If Jesus says 'do not swear an oath at all' (Matthew 5:34), and some president or official has been swearing on the Bible since 1789 – as in the case of The United States – what does that have to do with Jesus being inconsistent? The contradictions come when people read His word and decide not to follow it! (And I have done this many times myself in many other ways, sadly, and therefore grateful to Jesus for saving 'a wretch like me').


> what does that have to do with Jesus being inconsistent?

The reality that The Bible is logically inconsistent provides opportunity for biblical followers to be themselves logically inconsistent.

If The Bible were logically consistent, then that opportunity would not be present; and biblical followers would share a homogenous set of moral ideology.

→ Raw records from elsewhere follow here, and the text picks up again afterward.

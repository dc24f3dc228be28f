//! Display formatting for candidate fields.
//!
//! Everything here is a pure function of its input (plus `now` for ages).

use crate::types::{SizeField, TimeField};
use chrono::{DateTime, NaiveDate, NaiveDateTime, Utc};
use regex::Regex;
use scraper::Html;
use std::sync::LazyLock;

/// Placeholder for an absent or unreadable value.
pub const PLACEHOLDER: &str = "—";

static GB_SIZE: LazyLock<Regex> =
    LazyLock::new(|| Regex::new(r"(?i)^\s*(\d+(?:\.\d+)?)\s*GB\s*$").expect("size pattern"));
static BTIH: LazyLock<Regex> =
    LazyLock::new(|| Regex::new(r"(?i)btih:([0-9a-f]+)").expect("btih pattern"));

/// Episode size in whole megabytes.
///
/// Text of the form `"X.Y GB"` becomes `round(X.Y * 1024)`; a byte count
/// becomes `round(n / 1024 / 1024)`. Anything else has no size.
///
/// # Examples
///
/// ```
/// use dvr_console::format::episode_size_mb;
/// use dvr_console::types::SizeField;
///
/// assert_eq!(episode_size_mb(Some(&SizeField::Text("1.3 GB".into()))), Some(1331));
/// assert_eq!(episode_size_mb(Some(&SizeField::Bytes(1048576.0))), Some(1));
/// assert_eq!(episode_size_mb(Some(&SizeField::Text("700 MB".into()))), None);
/// ```
pub fn episode_size_mb(size: Option<&SizeField>) -> Option<u64> {
    let mb = match size? {
        SizeField::Text(text) => {
            let caps = GB_SIZE.captures(text)?;
            caps[1].parse::<f64>().ok()? * 1024.0
        }
        SizeField::Bytes(n) => n / 1024.0 / 1024.0,
    };
    (mb.is_finite() && mb >= 0.0).then(|| mb.round() as u64)
}

/// `"1331 MB"`, or `"Unknown"` without a unit.
pub fn episode_size_label(size: Option<&SizeField>) -> String {
    match episode_size_mb(size) {
        Some(mb) => format!("{} MB", mb),
        None => "Unknown".to_string(),
    }
}

/// Binary-unit size: divide by 1024 while at least 1024 and a larger unit
/// exists; zero decimals from magnitude 10 up, one decimal below.
///
/// # Examples
///
/// ```
/// use dvr_console::format::humanize_bytes;
///
/// assert_eq!(humanize_bytes(900.0), "900 B");
/// assert_eq!(humanize_bytes(1536.0), "1.5 KB");
/// assert_eq!(humanize_bytes(1073741824.0), "1.0 GB");
/// ```
pub fn humanize_bytes(bytes: f64) -> String {
    const UNITS: [&str; 5] = ["B", "KB", "MB", "GB", "TB"];

    if !bytes.is_finite() || bytes < 0.0 {
        return "Unknown".to_string();
    }

    let mut value = bytes;
    let mut unit = 0;
    while value >= 1024.0 && unit < UNITS.len() - 1 {
        value /= 1024.0;
        unit += 1;
    }

    if value >= 10.0 {
        format!("{:.0} {}", value, UNITS[unit])
    } else {
        format!("{:.1} {}", value, UNITS[unit])
    }
}

/// Torrent size: byte counts are humanized, text is shown as sent.
pub fn torrent_size_label(size: Option<&SizeField>) -> String {
    match size {
        Some(SizeField::Bytes(n)) => humanize_bytes(*n),
        Some(SizeField::Text(text)) => match text.trim().parse::<f64>() {
            Ok(n) => humanize_bytes(n),
            Err(_) => text.clone(),
        },
        None => "Unknown".to_string(),
    }
}

/// Parse a torrent timestamp.
///
/// Accepts RFC 3339, `YYYY-MM-DD HH:MM:SS` (UTC), bare dates, and unix
/// time in seconds or milliseconds, numeric or as a string.
pub fn parse_timestamp(time: &TimeField) -> Option<DateTime<Utc>> {
    match time {
        TimeField::Number(n) => from_unix(*n),
        TimeField::Text(text) => {
            let text = text.trim();
            if let Ok(n) = text.parse::<f64>() {
                return from_unix(n);
            }
            if let Ok(dt) = DateTime::parse_from_rfc3339(text) {
                return Some(dt.with_timezone(&Utc));
            }
            if let Ok(dt) = NaiveDateTime::parse_from_str(text, "%Y-%m-%d %H:%M:%S") {
                return Some(dt.and_utc());
            }
            NaiveDate::parse_from_str(text, "%Y-%m-%d")
                .ok()
                .and_then(|d| d.and_hms_opt(0, 0, 0))
                .map(|dt| dt.and_utc())
        }
    }
}

fn from_unix(n: f64) -> Option<DateTime<Utc>> {
    if !n.is_finite() || n < 0.0 {
        return None;
    }
    // Anything past 1e12 cannot be seconds (year 33658).
    let millis = if n >= 1e12 { n } else { n * 1000.0 };
    DateTime::from_timestamp_millis(millis as i64)
}

/// Age of `time` relative to `now`: `"5h"` under a day, `"2d"` beyond.
///
/// Timestamps in the future count as `"0h"`.
pub fn format_age(time: Option<&TimeField>, now: DateTime<Utc>) -> String {
    let Some(then) = time.and_then(parse_timestamp) else {
        return PLACEHOLDER.to_string();
    };

    let millis = (now - then).num_milliseconds().max(0) as f64;
    let hours = (millis / 3_600_000.0).round();
    if hours < 24.0 {
        format!("{}h", hours as u64)
    } else {
        format!("{}d", (hours / 24.0).round() as u64)
    }
}

/// First 12 hex characters of the infohash in a magnet URI, plus `…`.
///
/// # Examples
///
/// ```
/// use dvr_console::format::infohash_snippet;
///
/// let magnet = "magnet:?xt=urn:btih:0123456789ABCDEF0123&dn=x";
/// assert_eq!(infohash_snippet(magnet).as_deref(), Some("0123456789AB…"));
/// assert_eq!(infohash_snippet("http://example.invalid/x.torrent"), None);
/// ```
pub fn infohash_snippet(magnet: &str) -> Option<String> {
    let caps = BTIH.captures(magnet)?;
    let hash: String = caps[1].chars().take(12).collect();
    Some(format!("{}…", hash))
}

/// Reduce an HTML fragment to its text, entities decoded and whitespace
/// collapsed.
pub fn strip_markup(html: &str) -> String {
    let fragment = Html::parse_fragment(html);
    let text = fragment.root_element().text().collect::<Vec<_>>().join(" ");
    text.split_whitespace().collect::<Vec<_>>().join(" ")
}

/// Text or the placeholder.
pub fn or_placeholder(value: Option<&str>) -> &str {
    value.filter(|s| !s.trim().is_empty()).unwrap_or(PLACEHOLDER)
}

Christianity is well known for having many different denominations, each with their own take on biblical morality and dogma.


I come from a country where the majority of people count themselves as non religious. As atheism became a mainstream opinion in the 1980s a "solemn pledge" was introduced into the Constitution as an alternative to swearing on the Bible.

Keeping Christianity around as some hollow ritual handed down by our ancestors seems to me much more insulting to true believers.